First of all the groups were comparable in baseline characteristics. The babies enrolled in the study ranged from 26 0/7 to 42 6/7 weeks at delivery. As planned the groups; 341 to 1% and 344 to 2% were stratified for analysis into 26 0/7 to 27 6/7, 28 0/7 to 34 6/7 and 35 0/7 to 42 6/7 groups. The means GA and BW for each overall group however were 2018 vs 2029 and 34 vs 35 weeks for 1 and 2% groups.

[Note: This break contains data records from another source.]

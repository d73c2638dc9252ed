//! Missing-value report for crawled datasets.

use serde::Serialize;

use crate::table::{Table, is_missing_cell};

/// Missing-value count of one column.
#[derive(Debug, Clone, PartialEq, Serialize)]
pub struct MissingColumn {
    pub column: String,
    pub missing: usize,
    /// Share of rows missing, 0–100.
    pub percent: f64,
}

/// Counts empty cells and missing tokens (`null`, `n/a`, `-`, ...) per
/// column, most incomplete columns first. Ties keep header order.
pub fn missing_report(table: &Table) -> Vec<MissingColumn> {
    let total = table.len();
    let mut report: Vec<MissingColumn> = table
        .headers
        .iter()
        .enumerate()
        .map(|(idx, column)| {
            let missing = table
                .rows
                .iter()
                .filter(|row| is_missing_cell(row.get(idx).and_then(|c| c.as_deref())))
                .count();
            let percent = if total == 0 {
                0.0
            } else {
                missing as f64 * 100.0 / total as f64
            };
            MissingColumn {
                column: column.clone(),
                missing,
                percent,
            }
        })
        .collect();

    report.sort_by(|a, b| b.missing.cmp(&a.missing));
    report
}

/// Columns with at least one missing value.
pub fn incomplete_columns(report: &[MissingColumn]) -> impl Iterator<Item = &MissingColumn> {
    report.iter().filter(|c| c.missing > 0)
}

The table above has all the relevant information from the outcomes of interest. The efficacy of the antiseptics was a bit better than anticipated at 93% for the 1% vs 95.6% for the 2% group. On the surface you might be tempted to jump up and say “ah ha! They are equal”. However when you look at the 95% CI around the estimates you get a risk difference of -2.7% but the lower CI limit is -6.2% so as the authors concluded they are in fact not equal. Looking at the subgroups the number show some differences but only the middle group reached a statistical difference.

Importantly contact dermatitis which was scored by nursing using a standardized approach showed no difference at any time points. As expected some absorption did occur from application of the swabs but there was no difference between the two concentrations of significance although interestingly the higher concentration solution trended lower.

The authors do point out in this study that they did not get the 355 patients they wanted in each group although I have to say it was so close that I don’t believe adding a small percentage more of patients to the study would have been likely to change the conclusions.

Lesson from this study?

I suppose the first thing I take is that I am relieved that since our unit uses the 2% solution I don’t see any need for change. The second thing is that the rate of dermatitis from either solution is limited to about 1/10 babies after application but by 6 hours it is gone. Both have very high rates of successful skin antisepsis but if there is really no contraindication in terms of either skin irritation or high levels of drug in the blood my bias would be to grab onto the extra few percent successes at clearing the skin of bacteria. Even if it only a 3% gain, if we can maximize the cleaning of the skin before we poke a needle through it I think that is the way to go. If there are centres out there using the 1% though and plan on sticking to it I would be curious as to why?